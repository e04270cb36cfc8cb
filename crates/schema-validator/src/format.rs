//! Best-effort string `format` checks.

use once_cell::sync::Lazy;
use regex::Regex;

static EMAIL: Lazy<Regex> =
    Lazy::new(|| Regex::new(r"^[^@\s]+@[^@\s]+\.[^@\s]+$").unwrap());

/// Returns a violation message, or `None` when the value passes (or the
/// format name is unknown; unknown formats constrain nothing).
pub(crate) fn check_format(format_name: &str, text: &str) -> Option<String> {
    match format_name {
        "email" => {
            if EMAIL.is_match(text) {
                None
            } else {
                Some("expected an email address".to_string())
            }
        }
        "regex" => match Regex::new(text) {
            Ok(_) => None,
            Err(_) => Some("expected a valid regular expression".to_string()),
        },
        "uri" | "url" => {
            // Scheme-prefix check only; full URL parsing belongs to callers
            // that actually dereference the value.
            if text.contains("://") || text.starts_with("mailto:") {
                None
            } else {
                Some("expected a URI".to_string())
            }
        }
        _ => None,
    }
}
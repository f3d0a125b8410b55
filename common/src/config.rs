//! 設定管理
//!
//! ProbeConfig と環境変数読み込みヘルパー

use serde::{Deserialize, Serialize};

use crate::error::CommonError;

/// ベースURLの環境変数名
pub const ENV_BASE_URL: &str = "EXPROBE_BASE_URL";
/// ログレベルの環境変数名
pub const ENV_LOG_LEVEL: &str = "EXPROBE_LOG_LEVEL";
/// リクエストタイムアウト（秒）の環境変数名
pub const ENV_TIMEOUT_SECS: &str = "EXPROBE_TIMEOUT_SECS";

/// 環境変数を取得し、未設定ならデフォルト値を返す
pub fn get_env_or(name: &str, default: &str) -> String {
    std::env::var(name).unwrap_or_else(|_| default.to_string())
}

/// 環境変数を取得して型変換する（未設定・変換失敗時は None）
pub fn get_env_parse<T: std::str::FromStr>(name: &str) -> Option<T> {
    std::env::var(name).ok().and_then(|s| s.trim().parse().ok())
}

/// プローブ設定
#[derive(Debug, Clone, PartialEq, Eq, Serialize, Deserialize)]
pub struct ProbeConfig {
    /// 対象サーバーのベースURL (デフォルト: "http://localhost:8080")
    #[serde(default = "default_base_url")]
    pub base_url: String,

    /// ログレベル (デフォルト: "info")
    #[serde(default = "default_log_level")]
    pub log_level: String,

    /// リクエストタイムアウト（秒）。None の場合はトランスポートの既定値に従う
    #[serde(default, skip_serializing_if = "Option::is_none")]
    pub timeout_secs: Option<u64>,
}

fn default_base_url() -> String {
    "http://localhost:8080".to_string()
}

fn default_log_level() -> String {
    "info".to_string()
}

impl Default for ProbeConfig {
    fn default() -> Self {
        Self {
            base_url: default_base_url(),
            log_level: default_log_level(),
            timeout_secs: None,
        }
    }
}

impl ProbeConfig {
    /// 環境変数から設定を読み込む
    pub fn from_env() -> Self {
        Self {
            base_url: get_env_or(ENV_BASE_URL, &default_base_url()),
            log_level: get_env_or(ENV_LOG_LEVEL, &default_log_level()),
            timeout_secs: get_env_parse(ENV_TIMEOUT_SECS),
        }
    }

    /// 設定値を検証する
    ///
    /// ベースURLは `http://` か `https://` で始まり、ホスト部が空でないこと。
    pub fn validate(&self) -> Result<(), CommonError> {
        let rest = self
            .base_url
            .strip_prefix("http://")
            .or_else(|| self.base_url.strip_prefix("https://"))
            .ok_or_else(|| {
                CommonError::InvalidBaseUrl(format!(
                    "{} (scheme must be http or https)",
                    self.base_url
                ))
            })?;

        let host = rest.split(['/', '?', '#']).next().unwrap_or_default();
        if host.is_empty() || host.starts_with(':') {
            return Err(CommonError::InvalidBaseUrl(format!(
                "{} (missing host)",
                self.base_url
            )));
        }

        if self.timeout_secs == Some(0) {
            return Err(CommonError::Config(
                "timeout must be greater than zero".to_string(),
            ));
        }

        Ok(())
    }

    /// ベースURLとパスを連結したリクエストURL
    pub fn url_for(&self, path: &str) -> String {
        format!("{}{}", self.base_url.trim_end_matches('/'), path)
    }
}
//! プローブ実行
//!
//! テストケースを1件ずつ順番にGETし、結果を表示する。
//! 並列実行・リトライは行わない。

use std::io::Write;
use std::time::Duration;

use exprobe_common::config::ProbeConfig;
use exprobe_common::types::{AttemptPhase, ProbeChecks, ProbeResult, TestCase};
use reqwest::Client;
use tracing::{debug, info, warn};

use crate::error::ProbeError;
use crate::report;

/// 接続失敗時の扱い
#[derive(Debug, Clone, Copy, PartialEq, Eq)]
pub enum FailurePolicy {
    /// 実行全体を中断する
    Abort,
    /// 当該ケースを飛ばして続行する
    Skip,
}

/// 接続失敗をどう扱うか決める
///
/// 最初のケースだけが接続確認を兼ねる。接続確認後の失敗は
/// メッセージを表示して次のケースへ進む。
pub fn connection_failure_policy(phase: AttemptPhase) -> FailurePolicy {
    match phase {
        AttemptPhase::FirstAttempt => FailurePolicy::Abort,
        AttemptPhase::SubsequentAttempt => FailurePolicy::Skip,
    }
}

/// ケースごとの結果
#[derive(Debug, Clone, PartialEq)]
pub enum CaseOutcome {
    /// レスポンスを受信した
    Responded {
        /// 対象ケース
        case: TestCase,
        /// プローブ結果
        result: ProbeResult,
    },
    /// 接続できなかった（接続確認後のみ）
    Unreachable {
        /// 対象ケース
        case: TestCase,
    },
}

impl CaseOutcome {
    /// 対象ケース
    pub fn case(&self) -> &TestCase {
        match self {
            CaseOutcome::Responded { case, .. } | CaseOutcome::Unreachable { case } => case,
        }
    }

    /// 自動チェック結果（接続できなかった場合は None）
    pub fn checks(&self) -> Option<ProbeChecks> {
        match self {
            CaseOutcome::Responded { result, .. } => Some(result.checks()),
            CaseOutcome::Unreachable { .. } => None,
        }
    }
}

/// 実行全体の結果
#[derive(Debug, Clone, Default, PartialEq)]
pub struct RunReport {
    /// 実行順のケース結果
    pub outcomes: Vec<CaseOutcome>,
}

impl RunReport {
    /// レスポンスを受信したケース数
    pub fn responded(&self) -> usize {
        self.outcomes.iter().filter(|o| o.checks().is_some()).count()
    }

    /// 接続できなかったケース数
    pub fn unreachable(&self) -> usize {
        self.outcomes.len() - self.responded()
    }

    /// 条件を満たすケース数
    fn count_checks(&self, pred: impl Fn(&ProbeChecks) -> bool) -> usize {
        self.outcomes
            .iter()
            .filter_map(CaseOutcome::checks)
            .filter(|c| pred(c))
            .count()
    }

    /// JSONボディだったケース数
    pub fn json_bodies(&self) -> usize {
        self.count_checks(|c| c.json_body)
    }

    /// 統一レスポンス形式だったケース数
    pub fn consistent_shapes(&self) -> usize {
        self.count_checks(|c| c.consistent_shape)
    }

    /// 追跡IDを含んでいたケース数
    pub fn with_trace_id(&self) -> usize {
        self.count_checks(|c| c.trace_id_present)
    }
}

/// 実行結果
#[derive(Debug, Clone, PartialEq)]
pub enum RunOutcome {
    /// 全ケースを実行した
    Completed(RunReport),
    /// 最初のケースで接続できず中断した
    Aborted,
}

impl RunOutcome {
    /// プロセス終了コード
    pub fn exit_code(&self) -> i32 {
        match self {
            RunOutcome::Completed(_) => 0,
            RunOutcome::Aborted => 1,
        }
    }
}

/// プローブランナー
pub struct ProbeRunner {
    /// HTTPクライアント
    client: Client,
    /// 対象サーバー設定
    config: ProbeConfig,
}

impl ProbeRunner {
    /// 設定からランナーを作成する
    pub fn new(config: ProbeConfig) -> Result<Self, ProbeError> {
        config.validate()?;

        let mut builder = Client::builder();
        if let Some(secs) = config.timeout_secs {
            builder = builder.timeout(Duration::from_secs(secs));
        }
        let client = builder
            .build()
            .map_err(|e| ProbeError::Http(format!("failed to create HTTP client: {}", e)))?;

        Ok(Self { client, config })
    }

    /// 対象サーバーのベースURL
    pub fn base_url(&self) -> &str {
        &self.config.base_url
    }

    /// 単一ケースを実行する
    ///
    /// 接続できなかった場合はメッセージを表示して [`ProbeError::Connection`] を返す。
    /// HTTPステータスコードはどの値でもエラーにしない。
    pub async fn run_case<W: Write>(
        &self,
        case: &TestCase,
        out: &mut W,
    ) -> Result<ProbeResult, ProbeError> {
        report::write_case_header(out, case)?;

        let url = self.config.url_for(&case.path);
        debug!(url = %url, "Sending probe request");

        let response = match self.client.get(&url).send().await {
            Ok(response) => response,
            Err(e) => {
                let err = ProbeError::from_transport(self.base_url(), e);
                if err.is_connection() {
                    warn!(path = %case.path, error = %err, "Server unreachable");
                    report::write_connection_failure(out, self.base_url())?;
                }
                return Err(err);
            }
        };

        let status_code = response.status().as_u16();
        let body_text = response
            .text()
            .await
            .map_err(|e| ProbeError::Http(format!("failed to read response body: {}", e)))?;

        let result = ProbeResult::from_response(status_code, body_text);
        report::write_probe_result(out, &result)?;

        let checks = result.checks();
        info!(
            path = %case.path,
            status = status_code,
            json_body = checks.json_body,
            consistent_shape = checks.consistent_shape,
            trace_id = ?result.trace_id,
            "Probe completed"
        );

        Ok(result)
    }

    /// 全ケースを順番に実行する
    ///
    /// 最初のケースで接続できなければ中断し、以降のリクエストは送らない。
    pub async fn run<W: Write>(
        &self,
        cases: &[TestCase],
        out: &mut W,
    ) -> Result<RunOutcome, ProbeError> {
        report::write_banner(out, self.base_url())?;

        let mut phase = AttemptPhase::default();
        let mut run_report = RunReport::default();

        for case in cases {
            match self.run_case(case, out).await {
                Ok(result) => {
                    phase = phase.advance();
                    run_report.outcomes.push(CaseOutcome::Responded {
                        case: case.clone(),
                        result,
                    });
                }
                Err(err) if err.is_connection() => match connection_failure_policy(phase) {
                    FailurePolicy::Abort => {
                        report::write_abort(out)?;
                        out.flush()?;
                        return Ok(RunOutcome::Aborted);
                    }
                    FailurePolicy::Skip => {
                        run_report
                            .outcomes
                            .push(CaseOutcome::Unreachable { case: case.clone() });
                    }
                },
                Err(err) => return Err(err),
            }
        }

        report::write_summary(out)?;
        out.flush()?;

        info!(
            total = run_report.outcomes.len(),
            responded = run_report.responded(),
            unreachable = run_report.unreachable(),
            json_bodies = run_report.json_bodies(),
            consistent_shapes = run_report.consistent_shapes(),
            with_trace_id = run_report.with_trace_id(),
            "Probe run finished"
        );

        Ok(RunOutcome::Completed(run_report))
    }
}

- TASK PROMPT -
Would you restate exactly the lines of the material above, from its opening line through the line with "dereference the value.", and output only those?

- THE ANSWER -
repository e04270cb36cfc8cb
filename crates/schema-validator/src/format.rs
//! Best-effort string `format` checks.

use once_cell::sync::Lazy;
use regex::Regex;

static EMAIL: Lazy<Regex> =
    Lazy::new(|| Regex::new(r"^[^@\s]+@[^@\s]+\.[^@\s]+$").unwrap());

/// Returns a violation message, or `None` when the value passes (or the
/// format name is unknown; unknown formats constrain nothing).
pub(crate) fn check_format(format_name: &str, text: &str) -> Option<String> {
    match format_name {
        "email" => {
            if EMAIL.is_match(text) {
                None
            } else {
                Some("expected an email address".to_string())
            }
        }
        "regex" => match Regex::new(text) {
            Ok(_) => None,
            Err(_) => Some("expected a valid regular expression".to_string()),
        },
        "uri" | "url" => {
            // Scheme-prefix check only; full URL parsing belongs to callers
            // that actually dereference the value.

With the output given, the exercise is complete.